Welcome aboard mate!


----------



## Vic Balshaw (Aug 9, 2010)

G'day mate, welcome to the family from a globe trotting Lancastrian


----------



## rochie (Aug 9, 2010)

hello and welcome


----------



## Loiner (Aug 9, 2010)

We spent a couple of nice weekends in that part of the world last year, it really is a beautiful part of the country. One was at Witton Castle, a great castle, park and surrounding countryside, were planning to visit again later this year.

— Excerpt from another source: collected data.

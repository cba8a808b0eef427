//! Credential models and auth request/response types
//!
//! - CredentialRecord: stored account with hash and refresh-token slot
//! - UserView: what clients are allowed to see
//! - Request/response bodies for the auth and user routes

use chrono::{DateTime, Utc};
use serde::{Deserialize, Serialize};
use tourbook_core::{Identity, Role, UserStatus};
use utoipa::ToSchema;
use uuid::Uuid;
use validator::{Validate, ValidationError};

use super::password::validate_password_strength;

/// Stored credential record
///
/// `password_hash` and `refresh_token` are never serialized.
#[derive(Debug, Clone, Serialize, Deserialize)]
pub struct CredentialRecord {
    /// UUID v4
    pub id: String,

    /// Trimmed, lower-cased, unique
    pub email: String,

    /// Trimmed, lower-cased, unique; used for login
    pub username: String,

    /// Argon2id PHC string
    #[serde(skip_serializing)]
    pub password_hash: String,

    pub role: Role,

    pub status: UserStatus,

    /// Avatar URL
    #[serde(skip_serializing_if = "Option::is_none")]
    pub photo: Option<String>,

    /// Current refresh token, empty when logged out
    #[serde(skip_serializing, default)]
    pub refresh_token: String,

    pub created_at: DateTime<Utc>,

    pub updated_at: DateTime<Utc>,
}

impl CredentialRecord {
    pub fn new(
        email: &str,
        username: &str,
        password_hash: String,
        role: Role,
        photo: Option<String>,
    ) -> Self {
        let now = Utc::now();
        Self {
            id: Uuid::new_v4().to_string(),
            email: normalize(email),
            username: normalize(username),
            password_hash,
            role,
            status: UserStatus::Active,
            photo,
            refresh_token: String::new(),
            created_at: now,
            updated_at: now,
        }
    }

    pub fn identity(&self) -> Identity {
        Identity::new(self.id.clone(), self.role)
    }

    /// Sanitized representation for API responses
    pub fn to_view(&self) -> UserView {
        UserView {
            id: self.id.clone(),
            email: self.email.clone(),
            username: self.username.clone(),
            role: self.role,
            status: self.status,
            photo: self.photo.clone(),
            created_at: self.created_at,
            updated_at: self.updated_at,
        }
    }
}

/// Lookup form of an email or username
pub fn normalize(value: &str) -> String {
    value.trim().to_lowercase()
}

/// Public user representation (safe for API responses)
#[derive(Debug, Clone, PartialEq, Serialize, Deserialize, ToSchema)]
pub struct UserView {
    pub id: String,
    pub email: String,
    pub username: String,
    #[schema(value_type = String, example = "USER")]
    pub role: Role,
    #[schema(value_type = String, example = "Active")]
    pub status: UserStatus,
    #[serde(skip_serializing_if = "Option::is_none")]
    pub photo: Option<String>,
    pub created_at: DateTime<Utc>,
    pub updated_at: DateTime<Utc>,
}

fn password_policy(password: &str) -> Result<(), ValidationError> {
    validate_password_strength(password).map_err(|message| {
        let mut err = ValidationError::new("password_policy");
        err.message = Some(message.into());
        err
    })
}

/// Registration request
#[derive(Debug, Clone, Deserialize, Validate, ToSchema)]
pub struct RegisterRequest {
    #[validate(email(message = "Invalid email address"))]
    pub email: String,

    #[validate(length(min = 3, max = 50, message = "Username must be 3 to 50 characters"))]
    pub username: String,

    #[validate(custom(function = "password_policy"))]
    pub password: String,

    #[serde(default)]
    #[schema(value_type = Option<String>, example = "USER")]
    pub role: Option<Role>,

    #[serde(default)]
    #[validate(url(message = "Photo must be a URL"))]
    pub photo: Option<String>,
}

/// Login request
#[derive(Debug, Clone, Deserialize, Validate, ToSchema)]
pub struct LoginRequest {
    #[validate(length(min = 1, message = "Username is required"))]
    pub username: String,

    #[validate(length(min = 1, message = "Password is required"))]
    pub password: String,
}

/// Login response body; the same tokens are also set as cookies
#[derive(Debug, Clone, Serialize, Deserialize, ToSchema)]
pub struct LoginResponse {
    pub user: UserView,
    pub access_token: String,
    pub refresh_token: String,
}

/// Optional body for `POST /auth/refresh-token`
#[derive(Debug, Clone, Default, Deserialize, ToSchema)]
pub struct RefreshRequest {
    #[serde(default, alias = "refreshToken")]
    pub refresh_token: Option<String>,
}

/// Refresh response body
#[derive(Debug, Clone, Serialize, Deserialize, ToSchema)]
pub struct RefreshResponse {
    pub access_token: String,
}

/// Admin account update
#[derive(Debug, Clone, Default, Serialize, Deserialize, ToSchema)]
pub struct UpdateAccountRequest {
    #[serde(default, skip_serializing_if = "Option::is_none")]
    #[schema(value_type = Option<String>, example = "ADMIN")]
    pub role: Option<Role>,

    #[serde(default, skip_serializing_if = "Option::is_none")]
    #[schema(value_type = Option<String>, example = "Suspended")]
    pub status: Option<UserStatus>,
}
//! Tourbook Core - Shared domain types and configuration
//!
//! This crate defines the pieces every Tourbook service agrees on:
//! - Account roles and statuses
//! - The verified caller identity passed from middleware to handlers
//! - Common error types
//! - Configuration management

pub mod config;

pub use config::{
    AppConfig, ConfigError, CookieConfig, DatabaseConfig, IdentityConfig, LoggingConfig,
    PasswordConfig, RemoteConfig, ServerConfig, ServiceUrls, TokenConfig,
};

use serde::{Deserialize, Serialize};
use std::fmt;
use std::str::FromStr;
use thiserror::Error;

// ============================================================================
// Error Types
// ============================================================================

/// Core error types for Tourbook operations
#[derive(Error, Debug)]
pub enum TourbookError {
    #[error("{0} not found")]
    NotFound(String),

    #[error("Validation error: {0}")]
    ValidationError(String),

    #[error("Conflict: {0}")]
    Conflict(String),

    #[error("Authentication failed: {0}")]
    Unauthenticated(String),

    #[error("Access denied: {reason}")]
    AccessDenied { reason: String },

    #[error("{service} service unavailable: {reason}")]
    ServiceUnavailable { service: String, reason: String },

    #[error("Database error: {0}")]
    DatabaseError(String),

    #[error("Configuration error: {0}")]
    ConfigError(String),

    #[error(transparent)]
    Other(#[from] anyhow::Error),
}

pub type Result<T> = std::result::Result<T, TourbookError>;

// ============================================================================
// Accounts
// ============================================================================

/// Account role carried in tokens and identity headers
#[derive(Debug, Clone, Copy, PartialEq, Eq, Hash, Serialize, Deserialize, Default)]
#[serde(rename_all = "UPPERCASE")]
pub enum Role {
    Admin,
    #[default]
    User,
}

impl Role {
    pub fn as_str(&self) -> &'static str {
        match self {
            Role::Admin => "ADMIN",
            Role::User => "USER",
        }
    }
}

impl fmt::Display for Role {
    fn fmt(&self, f: &mut fmt::Formatter<'_>) -> fmt::Result {
        f.write_str(self.as_str())
    }
}

impl FromStr for Role {
    type Err = TourbookError;

    fn from_str(s: &str) -> std::result::Result<Self, Self::Err> {
        match s.trim().to_ascii_uppercase().as_str() {
            "ADMIN" => Ok(Role::Admin),
            "USER" => Ok(Role::User),
            other => Err(TourbookError::ValidationError(format!(
                "Unknown role: {other}"
            ))),
        }
    }
}

/// Account lifecycle status; only `Active` accounts may authenticate
#[derive(Debug, Clone, Copy, PartialEq, Eq, Hash, Serialize, Deserialize, Default)]
pub enum UserStatus {
    #[default]
    Active,
    Inactive,
    Suspended,
}

impl UserStatus {
    pub fn as_str(&self) -> &'static str {
        match self {
            UserStatus::Active => "Active",
            UserStatus::Inactive => "Inactive",
            UserStatus::Suspended => "Suspended",
        }
    }

    pub fn is_active(&self) -> bool {
        matches!(self, UserStatus::Active)
    }
}

impl fmt::Display for UserStatus {
    fn fmt(&self, f: &mut fmt::Formatter<'_>) -> fmt::Result {
        f.write_str(self.as_str())
    }
}

impl FromStr for UserStatus {
    type Err = TourbookError;

    fn from_str(s: &str) -> std::result::Result<Self, Self::Err> {
        match s.trim().to_ascii_lowercase().as_str() {
            "active" => Ok(UserStatus::Active),
            "inactive" => Ok(UserStatus::Inactive),
            "suspended" => Ok(UserStatus::Suspended),
            other => Err(TourbookError::ValidationError(format!(
                "Unknown status: {other}"
            ))),
        }
    }
}

// ============================================================================
// Identity
// ============================================================================

/// A verified caller
///
/// Produced only by the identity resolver (trusted gateway headers or a
/// verified access token) and handed to handlers explicitly.
#[derive(Debug, Clone, PartialEq, Eq, Serialize, Deserialize)]
pub struct Identity {
    pub subject_id: String,
    pub role: Role,
}

impl Identity {
    pub fn new(subject_id: impl Into<String>, role: Role) -> Self {
        Self {
            subject_id: subject_id.into(),
            role,
        }
    }

    pub fn is_admin(&self) -> bool {
        self.role == Role::Admin
    }

    /// Owner of `resource_owner_id`, or an admin
    pub fn can_act_for(&self, resource_owner_id: &str) -> bool {
        self.is_admin() || self.subject_id == resource_owner_id
    }
}
//! API gateway
//!
//! Single public entry point. For every proxied request the gateway:
//!
//! 1. matches the path against the route table (longest prefix wins)
//! 2. strips any identity headers the client supplied
//! 3. on protected routes, verifies the access token and injects the
//!    identity headers (signed when a gateway secret is configured)
//! 4. forwards the request to the upstream service unchanged otherwise
//!
//! Author: hephaex@gmail.com

pub mod middleware;
pub mod proxy;

pub use middleware::{authenticate, require_gateway_identity};
pub use proxy::{forward, proxy_handler};

use tourbook_core::ServiceUrls;

/// One prefix of the public API and where it is served
#[derive(Debug, Clone, PartialEq, Eq)]
pub struct GatewayRoute {
    pub prefix: String,
    pub upstream: String,
    /// Requires a verified access token
    pub protected: bool,
}

impl GatewayRoute {
    pub fn new(prefix: &str, upstream: &str, protected: bool) -> Self {
        Self {
            prefix: prefix.trim_end_matches('/').to_string(),
            upstream: upstream.trim_end_matches('/').to_string(),
            protected,
        }
    }

    /// Prefix match on whole path segments
    pub fn matches(&self, path: &str) -> bool {
        path.strip_prefix(self.prefix.as_str())
            .is_some_and(|rest| rest.is_empty() || rest.starts_with('/'))
    }
}

/// Route table for the public API
///
/// Only the auth endpoints are reachable without a token.
pub fn default_routes(services: &ServiceUrls) -> Vec<GatewayRoute> {
    vec![
        GatewayRoute::new("/api/v1/auth", &services.auth, false),
        GatewayRoute::new("/api/v1/user", &services.user, true),
        GatewayRoute::new("/api/v1/tour", &services.tour, true),
        GatewayRoute::new("/api/v1/booking", &services.booking, true),
        GatewayRoute::new("/api/v1/review", &services.review, true),
    ]
}

pub fn match_route<'a>(routes: &'a [GatewayRoute], path: &str) -> Option<&'a GatewayRoute> {
    routes
        .iter()
        .filter(|route| route.matches(path))
        .max_by_key(|route| route.prefix.len())
}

Anyway, we digress. Welcome from the Yorkshire capital.


----------



## 50sqnwop/ag (Aug 9, 2010)

cheers for that, so thats what that place looks like hoizontally as apposed to GEarth!


----------



## Colin1 (Aug 9, 2010)

Loiner said:


> We spent a couple of nice weekends in that part of the world last year, it really is a beautiful part of the country. One was at Witton Castle, a great castle, park and surrounding countryside, were planning to visit again later this year.


Know the place well
it's adjoined to Witton-le-wear where a few of my schoolfriends either lived or congregated. We did all our underage drinking in Witton Castle.
Well, some of it...


----------



## mandoman (Aug 13, 2010)

Welcome! Here comes the rain....AGAIN!!!


----------



## Oggie2620 (Sep 7, 2010)

East Anglias quite a big area... Where originally?


----------



## tail end charlie (Sep 7, 2010)

Colin1 said:


> I've got no idea
> what's west of Bishop Auckland except Spennymoor



Thas only Yakers west of Bishop Auckland, and my first girl friend came from spennymoor it all ended when I had my appendix removed.


----------